🤖 AI Summary
Current test-time verification mechanisms for large language models (LLMs) lack rigorous theoretical modeling; their efficacy is jointly governed by generator coverage, validator region of convergence (ROC), and suboptimality of sampling algorithms.
Method: This paper introduces the first optimal transport formulation of test-time verification, establishing a unified geometric analysis framework. It theoretically characterizes a three-phase suboptimality–coverage trade-off curve—transport, policy improvement, and saturation—highlighting the ROC’s pivotal regulatory role. Building on this, we design and analyze both sequential and batch sampling algorithms, explicitly quantifying the computational complexity–verification performance trade-off.

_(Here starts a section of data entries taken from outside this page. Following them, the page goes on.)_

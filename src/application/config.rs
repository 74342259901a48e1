use std::path::PathBuf;
use std::time::Duration;

use thiserror::Error;

use crate::domain::presets;

/// Default pause between generations
pub const DEFAULT_DELAY: Duration = Duration::from_millis(200);

#[derive(Debug, Error, PartialEq, Eq)]
pub enum ConfigError {
    #[error("invalid configuration: {0}")]
    InvalidConfiguration(String),
}

/// Where the first generation comes from
#[derive(Clone, Debug, PartialEq, Eq)]
pub enum InitialPattern {
    /// Random fill; `seed` of `None` means the caller picks a fresh one
    Random {
        rows: usize,
        cols: usize,
        alive_percentage: u8,
        seed: Option<u64>,
    },
    /// Pattern file on disk
    File(PathBuf),
    /// Named preset centred on an empty grid
    Preset {
        name: String,
        rows: usize,
        cols: usize,
    },
}

/// Everything a run needs, collected from the command line
#[derive(Clone, Debug, PartialEq, Eq)]
pub struct RunConfig {
    pub initial: InitialPattern,
    pub generations: u64,
    pub delay: Duration,
    pub stop_when_stable: bool,
}

impl RunConfig {
    /// Reject input the engine is allowed to assume is valid
    pub fn validate(&self) -> Result<(), ConfigError> {
        if self.generations == 0 {
            return Err(invalid("number of generations must be a positive integer"));
        }
        match &self.initial {
            InitialPattern::Random {
                rows,
                cols,
                alive_percentage,
                ..
            } => {
                check_dimensions(*rows, *cols)?;
                if *alive_percentage > 100 {
                    return Err(invalid(format!(
                        "alive percentage {alive_percentage} must be between 0 and 100"
                    )));
                }
            }
            InitialPattern::File(path) => {
                if path.as_os_str().is_empty() {
                    return Err(invalid("pattern path must not be empty"));
                }
            }
            InitialPattern::Preset { name, rows, cols } => {
                check_dimensions(*rows, *cols)?;
                if presets::by_name(name).is_none() {
                    return Err(invalid(format!("unknown preset `{name}`")));
                }
            }
        }
        Ok(())
    }
}

fn check_dimensions(rows: usize, cols: usize) -> Result<(), ConfigError> {
    if rows == 0 || cols == 0 {
        return Err(invalid(format!(
            "dimensions {rows}x{cols} invalid: rows and columns must be positive integers"
        )));
    }
    if rows.checked_mul(cols).is_none() {
        return Err(invalid(format!("dimensions {rows}x{cols} are too large")));
    }
    Ok(())
}

fn invalid(msg: impl Into<String>) -> ConfigError {
    ConfigError::InvalidConfiguration(msg.into())
}

#[cfg(test)]
mod tests {
    use super::*;

    fn random(rows: usize, cols: usize, alive_percentage: u8) -> RunConfig {
        RunConfig {
            initial: InitialPattern::Random {
                rows,
                cols,
                alive_percentage,
                seed: None,
            },
            generations: 10,
            delay: DEFAULT_DELAY,
            stop_when_stable: false,
        }
    }

    #[test]
    fn test_valid_random_config() {
        assert_eq!(random(20, 40, 0).validate(), Ok(()));
        assert_eq!(random(1, 1, 100).validate(), Ok(()));
    }

    #[test]
    fn test_rejects_zero_dimensions() {
        assert!(random(0, 5, 30).validate().is_err());
        assert!(random(5, 0, 30).validate().is_err());
    }

    #[test]
    fn test_rejects_overflowing_dimensions() {
        assert!(matches!(
            random(usize::MAX, 2, 30).validate(),
            Err(ConfigError::InvalidConfiguration(msg)) if msg.contains("too large")
        ));
        let preset = RunConfig {
            initial: InitialPattern::Preset {
                name: "block".to_owned(),
                rows: 2,
                cols: usize::MAX,
            },
            ..random(5, 5, 30)
        };
        assert!(preset.validate().is_err());
    }

    #[test]
    fn test_rejects_percentage_over_100() {
        assert!(random(5, 5, 101).validate().is_err());
    }

    #[test]
    fn test_rejects_zero_generations() {
        let config = RunConfig {
            generations: 0,
            ..random(5, 5, 30)
        };
        assert!(config.validate().is_err());
    }

    #[test]
    fn test_preset_must_exist() {
        let mut config = RunConfig {
            initial: InitialPattern::Preset {
                name: "glider".to_owned(),
                rows: 10,
                cols: 10,
            },
            ..random(5, 5, 30)
        };
        assert_eq!(config.validate(), Ok(()));

        config.initial = InitialPattern::Preset {
            name: "nope".to_owned(),
            rows: 10,
            cols: 10,
        };
        assert!(matches!(
            config.validate(),
            Err(ConfigError::InvalidConfiguration(msg)) if msg.contains("nope")
        ));
    }
}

Results: Experiments on Qwen, Llama, and Gemma empirically validate the predicted three-phase behavior and theoretical bounds. Our framework provides an interpretable, quantifiable foundation for trustworthy LLM reasoning, bridging theory and practice in test-time verification.
📝 Abstract
While test-time scaling with verification has shown promise in improving the performance of large language models (LLMs), the role of the verifier and its imperfections remain underexplored. The effect of verification manifests through interactions of three quantities: (i) the generator's coverage, (ii) the verifier's region of convergence (ROC), and (iii) the sampling algorithm's sub-optimality. Though recent studies capture subsets of these factors, a unified framework quantifying the geometry of their interplay is missing. We frame verifiable test-time scaling as a transport problem. This characterizes the interaction of coverage, ROC, and sub-optimality, and uncovers that the sub-optimality--coverage curve exhibits three regimes. A transport regime -- where sub-optimality increases with coverage, a policy improvement regime -- where sub-optimality may decrease with coverage, depending on the verifier's ROC, and a saturation regime -- where sub-optimality plateaus, unaffected by coverage. We further propose and analyze two classes of sampling algorithms -- sequential and batched, and examine how their computational complexities shape these trade-offs. Empirical results with Qwen, Llama, and Gemma models corroborate our theoretical findings.